HOME
BACKGROUND
FEATURES
TOUR
EXAMPLES
TOOLS
CONTACT

Analyze your microarray data in 4 steps

Step 1 of 4:

Data Submission and Parameter Selection

First,select or type the following parameters (default values are given):
Analysis Method: Choose either one of the two threshold dependent methods (based on hypergeometric or Fisher's test) or one of the threshold independent methods (Kolmogorov-Smirnov test, Student's t-test, Wilcoxon's test)
Level of Signifance: Choose alpha error for the statistical test which serves to identify the significant GO nodes. The specified p-value will be adapted according to the Bonferroni correction.
Threshold Value: Only if a threshold dependent method was chosen --> Specify your threshold, for example - when using ratios - 2.0 in order to only consider genes that are at least two-fold up-regulated, or 0.5 for genes that are at least two-fold down-regulated. Or, when using probabilities of differential expression, for example 0.90 or 0.95.

Alternative Hypothesis: Only if a threshold independent method was chosen --> choose alternative hypothesis dependening on the assumption that you have on the change genes' in expression values:
Consider that both expression value distributions within the GO node and outside were similarly shaped and have 1 peak.
  • less, if you expect the peak of the GO node left from its environment (more genes with lower expression in the node)
  • greater, if you expect the peak of the GO node right from its environment (more genes with higher expression in the node)
  • two.sided, if you expect the peak of the GO node either left or right from its environment (more genes with changed expression / p-values in the node)
If you have no assumption, try two.sided in order to detect any differences between the nodes and their environments.

Organism: Choose the prokaryotic organism where the analyzed microarray data are derived from.
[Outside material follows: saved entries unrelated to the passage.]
//! Clementine Core - Shared types library.
//!
//! This crate provides common types used across all Clementine components:
//! - `storefront` - The storefront client (session, cart, wishlist)
//! - `integration-tests` - End-to-end test flows
//!
//! # Architecture
//!
//! The core crate contains only types - no I/O, no HTTP clients, no storage.
//! This keeps it lightweight and allows it to be used anywhere, including
//! inside test backends that need to speak the same wire contract.
//!
//! # Modules
//!
//! - [`types`] - Newtype IDs, email, money, product snapshots, cart lines,
//!   user profiles, and sessions

#![cfg_attr(not(test), forbid(unsafe_code))]

pub mod types;

pub use types::*;
//! Product snapshot carried on cart and wishlist lines.

use rust_decimal::Decimal;
use serde::{Deserialize, Serialize};

use super::id::ProductId;
use super::price::discounted_unit_price;

/// The slice of a catalog product that cart state needs to reason about.
///
/// This is a snapshot taken when the product entered the cart, not a live
/// catalog record. Stock is only consulted for anonymous-mode clamping; in
/// authenticated mode the server re-checks it on every mutation.
#[derive(Debug, Clone, PartialEq, Eq, Serialize, Deserialize)]
#[serde(rename_all = "camelCase")]
pub struct Product {
    /// Backend identifier for the product.
    pub id: ProductId,
    /// Display name.
    pub name: String,
    /// Unit price in the store currency's standard unit.
    pub price: Decimal,
    /// Discount in whole percent (0 means no discount).
    #[serde(default)]
    pub discount: u32,
    /// Units currently in stock.
    pub stock: u32,
}

impl Product {
    /// Effective unit price with the product's discount applied.
    #[must_use]
    pub fn unit_price(&self) -> Decimal {
        discounted_unit_price(self.price, self.discount)
    }
}

#[cfg(test)]
mod tests {
    use super::*;

    fn product(price: i64, discount: u32) -> Product {
        Product {
            id: ProductId::new("p-1"),
            name: "Ceramic mug".to_owned(),
            price: Decimal::from(price),
            discount,
            stock: 10,
        }
    }

    #[test]
    fn test_unit_price_applies_discount() {
        assert_eq!(product(1000, 10).unit_price(), Decimal::from(900));
        assert_eq!(product(500, 0).unit_price(), Decimal::from(500));
    }

    #[test]
    fn test_wire_shape_is_camel_case() {
        let json = serde_json::to_value(product(500, 0)).unwrap();
        assert_eq!(json["id"], "p-1");
        assert!(json.get("discount").is_some());
    }
}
Currently, more than 20 prokaryotic species are supported including important model organisms Escherichia coli and Bacillus subtilis) and - in addition - many medical relevant bacteria (e.g. Pseudomonas aeruginosa, Listeria monocytogenes, Clostridium tetani, Mycobacterium tuberculosis)

Microarray File: Upload your microarray data (text file), for example expression matrix containing ratios or test statistics like probabilities of differential expression. As usual for expression matrices, the measured genes should be represented by the rows. The file must at least contain one column containing the gene short names and one column containing the measured/calculated values for each gene.
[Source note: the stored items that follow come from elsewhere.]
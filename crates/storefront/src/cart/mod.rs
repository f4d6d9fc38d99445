//! Cart state for anonymous and authenticated shoppers.
//!
//! Anonymous carts live entirely on the client: mutations are applied to an
//! in-memory cache, clamped against the stock snapshot carried by each
//! product, and persisted through the [`StateStore`]. Authenticated carts
//! live on the server: every mutation is a single round-trip whose response
//! is the new cart, and the local cache is only a mirror of it.
//!
//! The one-time merge of a guest cart into the server cart at login is
//! handled by [`CartReconciler`].

mod reconciler;

pub use reconciler::CartReconciler;

use std::sync::Arc;

use reqwest::StatusCode;
use serde::Serialize;
use thiserror::Error;
use tokio::sync::RwLock;
use tracing::{debug, instrument};

use clementine_core::{Cart, CartLine, Product, ProductId};

use crate::api::RequestPipeline;
use crate::error::{ApiError, Result};
use crate::storage::{CartStorageEvent, StateStore};

/// Errors raised by cart operations.
#[derive(Debug, Clone, PartialEq, Eq, Error)]
pub enum CartError {
    /// The product has no stock at all; nothing was added.
    #[error("product is out of stock")]
    OutOfStock,

    /// The backend has no cart for this user.
    #[error("cart not found")]
    CartNotFound,

    /// The backend rejected the merge payload at login.
    #[error("invalid merge payload: {0}")]
    InvalidMergePayload(String),
}

/// What happened when a product was added to the cart.
#[derive(Debug, Clone, Copy, PartialEq, Eq)]
pub enum AddOutcome {
    /// A new line was created.
    Added,
    /// An existing line's quantity grew by the requested amount.
    Updated,
    /// The request exceeded the stock snapshot; the line now holds every
    /// available unit instead.
    Clamped {
        /// Units available, which the line now holds.
        available: u32,
    },
}

#[derive(Serialize)]
#[serde(rename_all = "camelCase")]
struct AddItemRequest<'a> {
    product_id: &'a ProductId,
    quantity: u32,
}

#[derive(Serialize)]
struct UpdateQuantityRequest {
    quantity: u32,
}

/// The cart: a local state machine when anonymous, a server mirror when
/// authenticated.
///
/// Mode is decided per operation by whether a session is currently
/// persisted, so the store never needs to be told about login or logout.
#[derive(Clone)]
pub struct CartStore {
    inner: Arc<CartStoreInner>,
}

struct CartStoreInner {
    pipeline: RequestPipeline,
    store: Arc<dyn StateStore>,
    items: RwLock<Cart>,
}

impl CartStore {
    /// Create an empty cart backed by `store`.
    #[must_use]
    pub fn new(pipeline: RequestPipeline, store: Arc<dyn StateStore>) -> Self {
        Self {
            inner: Arc::new(CartStoreInner {
                pipeline,
                store,
                items: RwLock::new(Cart::new()),
            }),
        }
    }

    async fn is_authenticated(&self) -> Result<bool> {
        Ok(self.inner.pipeline.tokens().load().await?.is_some())
    }

    /// Populate the cache at startup.
    ///
    /// With a persisted session the server cart is authoritative and is
    /// fetched; otherwise the guest snapshot is loaded from storage.
    #[instrument(skip(self))]
    pub async fn hydrate(&self) -> Result<()> {
        let cart = if self.is_authenticated().await? {
            self.inner
                .pipeline
                .get("/cart")
                .await
                .map_err(map_cart_status)?
        } else {
            self.inner.store.load_cart().await?.unwrap_or_default()
        };
        debug!(lines = cart.items.len(), "cart hydrated");
        *self.inner.items.write().await = cart;
        Ok(())
    }

    /// Current cart state.
    pub async fn snapshot(&self) -> Cart {
        self.inner.items.read().await.clone()
    }

    /// Add `quantity` units of `product`.
    ///
    /// Anonymous: the new line quantity is `min(existing + quantity, stock)`;
    /// a product with zero stock is rejected outright. Authenticated: the
    /// backend applies its own stock rules and returns the resulting cart.
    ///
    /// # Errors
    ///
    /// Returns [`CartError::OutOfStock`] when `product.stock` is zero (the
    /// backend raises the equivalent for the authenticated path).
    #[instrument(skip(self, product), fields(product_id = %product.id, quantity))]
    pub async fn add_item(&self, product: &Product, quantity: u32) -> Result<AddOutcome> {
        if self.is_authenticated().await? {
            return self.add_item_remote(product, quantity).await;
        }

        if product.stock == 0 {
            return Err(CartError::OutOfStock.into());
        }

        let mut cart = self.inner.items.write().await;
        let existing = cart.quantity_of(&product.id);
        let desired = existing.saturating_add(quantity);
        let clamped = desired > product.stock;
        let next = desired.min(product.stock);

        if existing == 0 {
            cart.items.push(CartLine::new(product.clone(), next));
        } else {
            cart.set_quantity(&product.id, next);
        }
        self.persist(&cart).await?;

        Ok(if clamped {
            AddOutcome::Clamped {
                available: product.stock,
            }
        } else if existing == 0 {
            AddOutcome::Added
        } else {
            AddOutcome::Updated
        })
    }

    async fn add_item_remote(&self, product: &Product, quantity: u32) -> Result<AddOutcome> {
        let existing = self.inner.items.read().await.quantity_of(&product.id);
        let cart: Cart = self
            .inner
            .pipeline
            .post(
                "/cart/items",
                &AddItemRequest {
                    product_id: &product.id,
                    quantity,
                },
            )
            .await
            .map_err(map_cart_status)?;
        *self.inner.items.write().await = cart;
        Ok(if existing == 0 {
            AddOutcome::Added
        } else {
            AddOutcome::Updated
        })
    }

    /// Set the quantity of an existing line.
    ///
    /// A `quantity` below 1 is a no-op in both modes; removal is always
    /// explicit via [`CartStore::remove_item`]. Anonymous carts clamp to the
    /// stock snapshot held by the line's product.
    #[instrument(skip(self), fields(%product_id, quantity))]
    pub async fn update_quantity(&self, product_id: &ProductId, quantity: u32) -> Result<()> {
        if quantity < 1 {
            return Ok(());
        }

        if self.is_authenticated().await? {
            let cart: Cart = self
                .inner
                .pipeline
                .patch(
                    &format!("/cart/items/{}", product_id.as_str()),
                    &UpdateQuantityRequest { quantity },
                )
                .await
                .map_err(map_cart_status)?;
            *self.inner.items.write().await = cart;
            return Ok(());
        }

        let mut cart = self.inner.items.write().await;
        let Some(stock) = cart.line(product_id).map(|line| line.product.stock) else {
            return Ok(());
        };
        cart.set_quantity(product_id, quantity.min(stock));
        self.persist(&cart).await
    }

    /// Remove a line from the cart.
    #[instrument(skip(self), fields(%product_id))]
    pub async fn remove_item(&self, product_id: &ProductId) -> Result<()> {
        if self.is_authenticated().await? {
            let cart: Cart = self
                .inner
                .pipeline
                .delete(&format!("/cart/items/{}", product_id.as_str()))
                .await
                .map_err(map_cart_status)?;
            *self.inner.items.write().await = cart;
            return Ok(());
        }

        let mut cart = self.inner.items.write().await;
        cart.remove(product_id);
        self.persist(&cart).await
    }

    /// Empty the cart.
    #[instrument(skip(self))]
    pub async fn clear(&self) -> Result<()> {
        if self.is_authenticated().await? {
            let cart: Cart = self
                .inner
                .pipeline
                .delete("/cart")
                .await
                .map_err(map_cart_status)?;
            *self.inner.items.write().await = cart;
            return Ok(());
        }

        *self.inner.items.write().await = Cart::new();
        Ok(self.inner.store.clear_cart().await?)
    }

    /// Replace the cache with server state. Does not touch storage.
    pub(crate) async fn replace(&self, cart: Cart) {
        *self.inner.items.write().await = cart;
    }

    /// Apply a cart change observed on the storage surface.
    ///
    /// Only meaningful while anonymous; an authenticated cart mirrors the
    /// server, so storage-level changes to the guest key are ignored.
    pub async fn apply_external(&self, event: CartStorageEvent) -> Result<()> {
        if self.is_authenticated().await? {
            return Ok(());
        }
        *self.inner.items.write().await = event.cart.unwrap_or_default();
        Ok(())
    }

    /// Drop the cache and the stored guest snapshot. Used on logout.
    pub(crate) async fn purge_local(&self) -> Result<()> {
        *self.inner.items.write().await = Cart::new();
        Ok(self.inner.store.clear_cart().await?)
    }

    async fn persist(&self, cart: &Cart) -> Result<()> {
        Ok(self.inner.store.save_cart(cart).await?)
    }
}

/// Map backend statuses shared by the cart endpoints.
fn map_cart_status(err: ApiError) -> ApiError {
    match err {
        ApiError::Status { status, .. } if status == StatusCode::NOT_FOUND => {
            CartError::CartNotFound.into()
        }
        other => other,
    }
}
Specifiy the column delimiter in your text file, for example \t for tabulator. Additionally, specify the numbers of the column containing the gene names (e.g. 1 for the first column) and the column containing the expression data.
So its possible to submit microarray files with several columns (for example if you tested more than one condition) as long as you specify thegene name column and corresponding data column correctly.
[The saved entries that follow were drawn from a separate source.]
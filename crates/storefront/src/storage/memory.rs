//! In-memory [`StateStore`] implementation.

use std::collections::HashMap;
use std::sync::Arc;

use async_trait::async_trait;
use serde::Serialize;
use serde::de::DeserializeOwned;
use tokio::sync::{RwLock, broadcast};

use clementine_core::{Cart, Product, Session};

use super::{CartStorageEvent, StateStore, StorageError, keys};

/// Capacity of the cart-change broadcast channel. Consumers that lag simply
/// miss intermediate snapshots; the next event carries full state anyway.
const WATCH_CAPACITY: usize = 16;

/// In-memory key-value store.
///
/// The default store for tests and for hosts without durable client storage.
/// Values are kept as JSON so the store behaves exactly like a persistent
/// key-value surface would.
#[derive(Clone)]
pub struct MemoryStore {
    inner: Arc<MemoryStoreInner>,
}

struct MemoryStoreInner {
    values: RwLock<HashMap<&'static str, serde_json::Value>>,
    cart_events: broadcast::Sender<CartStorageEvent>,
}

impl MemoryStore {
    /// Create an empty store.
    #[must_use]
    pub fn new() -> Self {
        let (cart_events, _) = broadcast::channel(WATCH_CAPACITY);
        Self {
            inner: Arc::new(MemoryStoreInner {
                values: RwLock::new(HashMap::new()),
                cart_events,
            }),
        }
    }

    async fn get<T: DeserializeOwned>(&self, key: &'static str) -> Result<Option<T>, StorageError> {
        let values = self.inner.values.read().await;
        values
            .get(key)
            .cloned()
            .map(|value| {
                serde_json::from_value(value).map_err(|source| StorageError::Codec { key, source })
            })
            .transpose()
    }

    async fn put<T: Serialize>(&self, key: &'static str, value: &T) -> Result<(), StorageError> {
        let encoded =
            serde_json::to_value(value).map_err(|source| StorageError::Codec { key, source })?;
        self.inner.values.write().await.insert(key, encoded);
        Ok(())
    }

    async fn remove(&self, key: &'static str) {
        self.inner.values.write().await.remove(key);
    }

    fn notify_cart(&self, cart: Option<Cart>) {
        // No receivers is fine; nobody is watching yet.
        let _ = self.inner.cart_events.send(CartStorageEvent { cart });
    }
}

impl Default for MemoryStore {
    fn default() -> Self {
        Self::new()
    }
}

#[async_trait]
impl StateStore for MemoryStore {
    async fn load_session(&self) -> Result<Option<Session>, StorageError> {
        self.get(keys::SESSION).await
    }

    async fn save_session(&self, session: &Session) -> Result<(), StorageError> {
        self.put(keys::SESSION, session).await
    }

    async fn clear_session(&self) -> Result<(), StorageError> {
        self.remove(keys::SESSION).await;
        Ok(())
    }

    async fn load_cart(&self) -> Result<Option<Cart>, StorageError> {
        self.get(keys::CART).await
    }

    async fn save_cart(&self, cart: &Cart) -> Result<(), StorageError> {
        self.put(keys::CART, cart).await?;
        self.notify_cart(Some(cart.clone()));
        Ok(())
    }

    async fn clear_cart(&self) -> Result<(), StorageError> {
        self.remove(keys::CART).await;
        self.notify_cart(None);
        Ok(())
    }

    async fn load_wishlist(&self) -> Result<Option<Vec<Product>>, StorageError> {
        self.get(keys::WISHLIST).await
    }

    async fn save_wishlist(&self, items: &[Product]) -> Result<(), StorageError> {
        self.put(keys::WISHLIST, &items).await
    }

    async fn clear_wishlist(&self) -> Result<(), StorageError> {
        self.remove(keys::WISHLIST).await;
        Ok(())
    }

    fn watch_cart(&self) -> broadcast::Receiver<CartStorageEvent> {
        self.inner.cart_events.subscribe()
    }
}

#[cfg(test)]
mod tests {
    use super::*;
    use clementine_core::{CartLine, Email, ProductId, UserId, UserProfile, UserRole};
    use rust_decimal::Decimal;

    fn session() -> Session {
        Session {
            access_token: "a1".to_owned(),
            refresh_token: "r1".to_owned(),
            user: UserProfile {
                id: UserId::new("u-1"),
                email: Email::parse("shopper@example.com").unwrap(),
                full_name: "Sam Shopper".to_owned(),
                phone: None,
                address: None,
                role: UserRole::Customer,
            },
        }
    }

    fn cart() -> Cart {
        Cart {
            items: vec![CartLine::new(
                Product {
                    id: ProductId::new("p-1"),
                    name: "Mug".to_owned(),
                    price: Decimal::from(120),
                    discount: 0,
                    stock: 5,
                },
                2,
            )],
        }
    }

    #[tokio::test]
    async fn test_session_round_trip_and_clear() {
        let store = MemoryStore::new();
        assert!(store.load_session().await.unwrap().is_none());

        store.save_session(&session()).await.unwrap();
        assert_eq!(store.load_session().await.unwrap(), Some(session()));

        store.clear_session().await.unwrap();
        assert!(store.load_session().await.unwrap().is_none());
    }

    #[tokio::test]
    async fn test_cart_save_broadcasts_new_state() {
        let store = MemoryStore::new();
        let mut watch = store.watch_cart();

        store.save_cart(&cart()).await.unwrap();
        let event = watch.recv().await.unwrap();
        assert_eq!(event.cart, Some(cart()));

        store.clear_cart().await.unwrap();
        let event = watch.recv().await.unwrap();
        assert!(event.cart.is_none());
    }

    #[tokio::test]
    async fn test_keys_are_independent() {
        let store = MemoryStore::new();
        store.save_session(&session()).await.unwrap();
        store.save_cart(&cart()).await.unwrap();

        store.clear_cart().await.unwrap();
        assert!(store.load_session().await.unwrap().is_some());
    }
}
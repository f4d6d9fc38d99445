//! Unified error handling for the storefront client.
//!
//! Component-specific taxonomies (`AuthError`, `CartError`, `StorageError`)
//! fold into a single `ApiError` that every async operation returns.

use reqwest::StatusCode;
use thiserror::Error;

use crate::auth::AuthError;
use crate::cart::CartError;
use crate::storage::StorageError;

/// Application-level error type for the storefront client.
#[derive(Debug, Error)]
pub enum ApiError {
    /// Network or protocol failure talking to the backend. Not retried by
    /// this client beyond the single auth-triggered retry.
    #[error("Transport error: {0}")]
    Transport(#[from] reqwest::Error),

    /// Authentication operation failed.
    #[error("Auth error: {0}")]
    Auth(#[from] AuthError),

    /// Cart operation failed.
    #[error("Cart error: {0}")]
    Cart(#[from] CartError),

    /// Local persistence failed.
    #[error("Storage error: {0}")]
    Storage(#[from] StorageError),

    /// The backend rejected an unauthenticated request (HTTP 401 with no
    /// session to refresh).
    #[error("Unauthorized: {0}")]
    Unauthorized(String),

    /// Any other non-success response, surfaced verbatim to the caller.
    #[error("Backend error ({status}): {message}")]
    Status {
        /// HTTP status returned by the backend.
        status: StatusCode,
        /// Message from the backend's `error` body field.
        message: String,
    },

    /// Request body could not be serialized.
    #[error("Encode error: {0}")]
    Encode(#[from] serde_json::Error),
}

/// Result type alias for `ApiError`.
pub type Result<T> = std::result::Result<T, ApiError>;
//! Newtype IDs for type-safe entity references.
//!
//! Use the `define_id!` macro to create type-safe ID wrappers that prevent
//! accidentally mixing IDs from different entity types. The backend issues
//! opaque string identifiers, so the wrappers are string-backed.

/// Macro to define a type-safe ID wrapper.
///
/// Creates a newtype wrapper around `String` with:
/// - `Serialize`/`Deserialize` with `#[serde(transparent)]`
/// - `Debug`, `Clone`, `PartialEq`, `Eq`, `Hash`
/// - Conversion methods: `new()`, `as_str()`
/// - `From<String>` and `From<&str>` implementations
///
/// # Example
///
/// ```rust
/// # use clementine_core::define_id;
/// define_id!(ProductId);
/// define_id!(UserId);
///
/// let product_id = ProductId::new("p-1");
/// let user_id = UserId::new("u-1");
///
/// // These are different types, so this won't compile:
/// // let _: ProductId = user_id;
/// ```
#[macro_export]
macro_rules! define_id {
    ($name:ident) => {
        #[derive(
            Debug,
            Clone,
            PartialEq,
            Eq,
            Hash,
            ::serde::Serialize,
            ::serde::Deserialize
        )]
        #[serde(transparent)]
        pub struct $name(String);

        impl $name {
            /// Create a new ID from anything string-like.
            #[must_use]
            pub fn new(id: impl Into<String>) -> Self {
                Self(id.into())
            }

            /// Get the underlying string value.
            #[must_use]
            pub fn as_str(&self) -> &str {
                &self.0
            }
        }

        impl ::core::fmt::Display for $name {
            fn fmt(&self, f: &mut ::core::fmt::Formatter<'_>) -> ::core::fmt::Result {
                write!(f, "{}", self.0)
            }
        }

        impl From<String> for $name {
            fn from(id: String) -> Self {
                Self(id)
            }
        }

        impl From<&str> for $name {
            fn from(id: &str) -> Self {
                Self(id.to_owned())
            }
        }

        impl From<$name> for String {
            fn from(id: $name) -> Self {
                id.0
            }
        }
    };
}

// Define standard entity IDs
define_id!(ProductId);
define_id!(UserId);

#[cfg(test)]
mod tests {
    use super::*;

    #[test]
    fn test_id_display_and_accessors() {
        let id = ProductId::new("66b2f0c1");
        assert_eq!(id.as_str(), "66b2f0c1");
        assert_eq!(id.to_string(), "66b2f0c1");
    }

    #[test]
    fn test_id_serde_transparent() {
        let id = UserId::new("u-42");
        let json = serde_json::to_string(&id).unwrap();
        assert_eq!(json, "\"u-42\"");

        let back: UserId = serde_json::from_str(&json).unwrap();
        assert_eq!(back, id);
    }
}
Type of Microarray Data: Choose the type of microarray data to be analyzed, for exampleratios,log ratios orprobalitites of differential expression.

After selecting and/or typing these parameters, you can proceed with analysis by pressing on the button Query.
Now, your submitted data and parameters will be checked for consistency. This includes for example a check of valid number format of the expression data.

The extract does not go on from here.